Abstract A high-voltage type solar cell consisting of a TiO2 photocatalyst on the anode, an Ag–TiO2 photocatalyst on the cathode, and the water/O2 redox system is enabled and optimized by controlling the Ag size (~4 nm) and core–shell structure at the proximity of the indium tin oxide cathode, the photocatalyst film thickness (3.1 ± 0.3 μm), and the configuration of photoelectrodes in the solar cell (SC). The active sites for O2 photoreduction were Ag0 in situ formed on cathode irradiated by UV–visible light as evidenced by Ag K-edge extended X-ray absorption fine structure.
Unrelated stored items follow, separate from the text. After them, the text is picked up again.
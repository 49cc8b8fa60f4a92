//! Canonical deltas and the normalizers that produce them.
//!
//! Every producer of change (local REST responses, the broadcast channel,
//! the upstream webhook feed) is reduced to a [`Delta`] before anything
//! touches the board store.

pub mod normalize;
pub mod webhook;

use chrono::{DateTime, Utc};
use serde::{Deserialize, Serialize};
use uuid::Uuid;

use crate::board::{Card, CardPatch};

pub use normalize::{normalize_broadcast, normalize_rest, normalize_webhook, RawEvent};

/// Where a delta came from.
#[derive(Debug, Clone, Copy, PartialEq, Eq, Hash, Serialize, Deserialize)]
#[serde(rename_all = "lowercase")]
pub enum Channel {
    Local,
    Broadcast,
    Webhook,
}

impl std::fmt::Display for Channel {
    fn fmt(&self, f: &mut std::fmt::Formatter<'_>) -> std::fmt::Result {
        match self {
            Self::Local => f.write_str("local"),
            Self::Broadcast => f.write_str("broadcast"),
            Self::Webhook => f.write_str("webhook"),
        }
    }
}

/// Ties a local intent to its optimistic delta and its eventual response.
#[derive(Debug, Clone, Copy, PartialEq, Eq, Hash, Serialize, Deserialize)]
#[serde(transparent)]
pub struct CorrelationId(Uuid);

impl CorrelationId {
    pub fn new() -> Self {
        Self(Uuid::new_v4())
    }
}

impl Default for CorrelationId {
    fn default() -> Self {
        Self::new()
    }
}

impl std::fmt::Display for CorrelationId {
    fn fmt(&self, f: &mut std::fmt::Formatter<'_>) -> std::fmt::Result {
        self.0.fmt(f)
    }
}

/// The state change a delta describes.
#[derive(Debug, Clone, PartialEq, Serialize, Deserialize)]
#[serde(tag = "kind", rename_all = "camelCase")]
pub enum DeltaKind {
    /// A card appeared. `index` is the insertion point; `None` appends.
    Created { card: Card, index: Option<usize> },
    /// Text fields of a card changed in place.
    Updated { card_id: String, fields: CardPatch },
    /// A card changed owning list (or position). `from_list_id` is the
    /// producer's belief about the source list and may be stale.
    Moved {
        card_id: String,
        from_list_id: Option<String>,
        to_list_id: String,
        index: Option<usize>,
        #[serde(default)]
        fields: CardPatch,
    },
    Archived { card_id: String },
    Deleted { card_id: String },
    /// An optimistic placeholder was confirmed upstream under a real id.
    Rekeyed { provisional_id: String, card: Card },
}

/// Discriminant of [`DeltaKind`], used in dedup keys and logs.
#[derive(Debug, Clone, Copy, PartialEq, Eq, Hash)]
pub enum DeltaTag {
    Created,
    Updated,
    Moved,
    Archived,
    Deleted,
    Rekeyed,
}

impl std::fmt::Display for DeltaTag {
    fn fmt(&self, f: &mut std::fmt::Formatter<'_>) -> std::fmt::Result {
        let s = match self {
            Self::Created => "created",
            Self::Updated => "updated",
            Self::Moved => "moved",
            Self::Archived => "archived",
            Self::Deleted => "deleted",
            Self::Rekeyed => "rekeyed",
        };
        f.write_str(s)
    }
}

/// An immutable, source-tagged record of one state change.
#[derive(Debug, Clone, PartialEq, Serialize, Deserialize)]
#[serde(rename_all = "camelCase")]
pub struct Delta {
    #[serde(flatten)]
    pub kind: DeltaKind,
    pub channel: Channel,
    /// Timestamp assigned by the producer, when it supplies one.
    #[serde(default, skip_serializing_if = "Option::is_none")]
    pub source_time: Option<DateTime<Utc>>,
    #[serde(default, skip_serializing_if = "Option::is_none")]
    pub correlation: Option<CorrelationId>,
}

impl Delta {
    pub fn new(kind: DeltaKind, channel: Channel) -> Self {
        Self {
            kind,
            channel,
            source_time: None,
            correlation: None,
        }
    }

    pub fn created(card: Card, index: Option<usize>, channel: Channel) -> Self {
        Self::new(DeltaKind::Created { card, index }, channel)
    }

    pub fn updated(card_id: impl Into<String>, fields: CardPatch, channel: Channel) -> Self {
        Self::new(
            DeltaKind::Updated {
                card_id: card_id.into(),
                fields,
            },
            channel,
        )
    }

    pub fn moved(
        card_id: impl Into<String>,
        from_list_id: Option<String>,
        to_list_id: impl Into<String>,
        index: Option<usize>,
        channel: Channel,
    ) -> Self {
        Self::new(
            DeltaKind::Moved {
                card_id: card_id.into(),
                from_list_id,
                to_list_id: to_list_id.into(),
                index,
                fields: CardPatch::default(),
            },
            channel,
        )
    }

    pub fn archived(card_id: impl Into<String>, channel: Channel) -> Self {
        Self::new(
            DeltaKind::Archived {
                card_id: card_id.into(),
            },
            channel,
        )
    }

    pub fn deleted(card_id: impl Into<String>, channel: Channel) -> Self {
        Self::new(
            DeltaKind::Deleted {
                card_id: card_id.into(),
            },
            channel,
        )
    }

    pub fn with_source_time(mut self, at: DateTime<Utc>) -> Self {
        self.source_time = Some(at);
        self
    }

    pub fn with_correlation(mut self, correlation: CorrelationId) -> Self {
        self.correlation = Some(correlation);
        self
    }

    /// The card this delta is about. For `Rekeyed` that is the confirmed id.
    pub fn card_id(&self) -> &str {
        match &self.kind {
            DeltaKind::Created { card, .. } | DeltaKind::Rekeyed { card, .. } => &card.id,
            DeltaKind::Updated { card_id, .. }
            | DeltaKind::Moved { card_id, .. }
            | DeltaKind::Archived { card_id }
            | DeltaKind::Deleted { card_id } => card_id,
        }
    }

    pub fn tag(&self) -> DeltaTag {
        match &self.kind {
            DeltaKind::Created { .. } => DeltaTag::Created,
            DeltaKind::Updated { .. } => DeltaTag::Updated,
            DeltaKind::Moved { .. } => DeltaTag::Moved,
            DeltaKind::Archived { .. } => DeltaTag::Archived,
            DeltaKind::Deleted { .. } => DeltaTag::Deleted,
            DeltaKind::Rekeyed { .. } => DeltaTag::Rekeyed,
        }
    }

    /// Archive and delete both take the card off the board and leave a tombstone.
    pub fn is_removal(&self) -> bool {
        matches!(
            self.kind,
            DeltaKind::Archived { .. } | DeltaKind::Deleted { .. }
        )
    }

    /// Content summary that two copies of the same change share.
    pub fn fingerprint(&self) -> String {
        match &self.kind {
            DeltaKind::Created { card, .. } | DeltaKind::Rekeyed { card, .. } => {
                format!("list={}", card.id_list)
            }
            DeltaKind::Updated { fields, .. } => fields.fingerprint(),
            DeltaKind::Moved {
                from_list_id,
                to_list_id,
                fields,
                ..
            } => format!(
                "{}->{}|{}",
                from_list_id.as_deref().unwrap_or("?"),
                to_list_id,
                fields.fingerprint()
            ),
            DeltaKind::Archived { .. } | DeltaKind::Deleted { .. } => String::new(),
        }
    }
}
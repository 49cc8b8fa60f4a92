//! Broadcast channel payloads.
//!
//! The server emits one of these to every connected viewer after a
//! successful mutation; viewers feed them back into their own engine.

use serde::{Deserialize, Serialize};

use crate::api::MutationOutcome;
use crate::board::{Card, CardPatch};
use crate::delta::Channel;
use crate::error::{SyncError, SyncResult};

/// Fields carried by a `cardUpdated` broadcast. Only present keys changed.
#[derive(Debug, Clone, Default, PartialEq, Serialize, Deserialize)]
#[serde(rename_all = "camelCase")]
pub struct CardUpdates {
    #[serde(default, skip_serializing_if = "Option::is_none")]
    pub name: Option<String>,
    #[serde(default, skip_serializing_if = "Option::is_none")]
    pub desc: Option<String>,
    #[serde(default, skip_serializing_if = "Option::is_none")]
    pub id_list: Option<String>,
}

impl CardUpdates {
    /// The text part of the update.
    pub fn patch(&self) -> CardPatch {
        CardPatch {
            name: self.name.clone(),
            desc: self.desc.clone(),
        }
    }
}

/// Card change mirrored over the broadcast channel.
#[derive(Clone, Serialize, Deserialize, Debug, PartialEq)]
#[serde(
    tag = "type",
    content = "data",
    rename_all = "camelCase",
    rename_all_fields = "camelCase"
)]
pub enum BroadcastEvent {
    /// A card was created.
    CardCreated(Card),
    /// A card's fields (possibly its owning list) changed.
    CardUpdated { card_id: String, updates: CardUpdates },
    /// A card was permanently deleted.
    CardDeleted { card_id: String },
    /// A card was closed (soft deleted).
    CardArchived { card_id: String },
}

impl BroadcastEvent {
    /// Parse a raw broadcast payload, reporting missing fields as malformed.
    pub fn from_json(value: serde_json::Value) -> SyncResult<Self> {
        let event: Self = serde_json::from_value(value)
            .map_err(|e| SyncError::malformed(Channel::Broadcast, e.to_string()))?;
        event.validate()?;
        Ok(event)
    }

    /// Reject payloads that deserialize but cannot describe a change.
    pub fn validate(&self) -> SyncResult<()> {
        match self {
            Self::CardCreated(card) => {
                if card.id.is_empty() {
                    return Err(SyncError::malformed(Channel::Broadcast, "cardCreated without id"));
                }
                if card.id_list.is_empty() {
                    return Err(SyncError::malformed(
                        Channel::Broadcast,
                        format!("cardCreated '{}' without idList", card.id),
                    ));
                }
                Ok(())
            }
            Self::CardUpdated { card_id, .. }
            | Self::CardDeleted { card_id }
            | Self::CardArchived { card_id } => {
                if card_id.is_empty() {
                    Err(SyncError::malformed(Channel::Broadcast, "event without cardId"))
                } else {
                    Ok(())
                }
            }
        }
    }

    /// The event other viewers should receive after a local mutation succeeded upstream.
    pub fn from_outcome(outcome: &MutationOutcome) -> Self {
        match outcome {
            MutationOutcome::Created(card) => Self::CardCreated(card.clone()),
            MutationOutcome::Updated(card) => Self::CardUpdated {
                card_id: card.id.clone(),
                updates: CardUpdates {
                    name: Some(card.name.clone()),
                    desc: Some(card.desc.clone().unwrap_or_default()),
                    id_list: None,
                },
            },
            MutationOutcome::Moved(card) => Self::CardUpdated {
                card_id: card.id.clone(),
                updates: CardUpdates {
                    id_list: Some(card.id_list.clone()),
                    ..CardUpdates::default()
                },
            },
            MutationOutcome::Archived { card_id } => Self::CardArchived {
                card_id: card_id.clone(),
            },
            MutationOutcome::Deleted { card_id } => Self::CardDeleted {
                card_id: card_id.clone(),
            },
        }
    }

    pub fn card_id(&self) -> &str {
        match self {
            Self::CardCreated(card) => &card.id,
            Self::CardUpdated { card_id, .. }
            | Self::CardDeleted { card_id }
            | Self::CardArchived { card_id } => card_id,
        }
    }
}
Ag–Ag coordination number increased from 1.6 under aqueous HCl electrolyte to 9.6–11 under the conditions of SC tests, suggesting homogeneous Ag size distribution and maximized Ag0 active sites. The effective Ag0 shell was present only under the irradiation of UV–visible light; Ag0 sites were transformed into Ag2O sites when the light was turned off. By the optimization of Ag content and Ag–TiO2 film thickness on photocathode and light irradiation configuration from photocatalyst/electrode side on anode/cathode, an open-circuit voltage of 1.55 V exceeding most of the SC reported so far. Furthermore, cell power of 18.7 µW cm−2 was also achieved.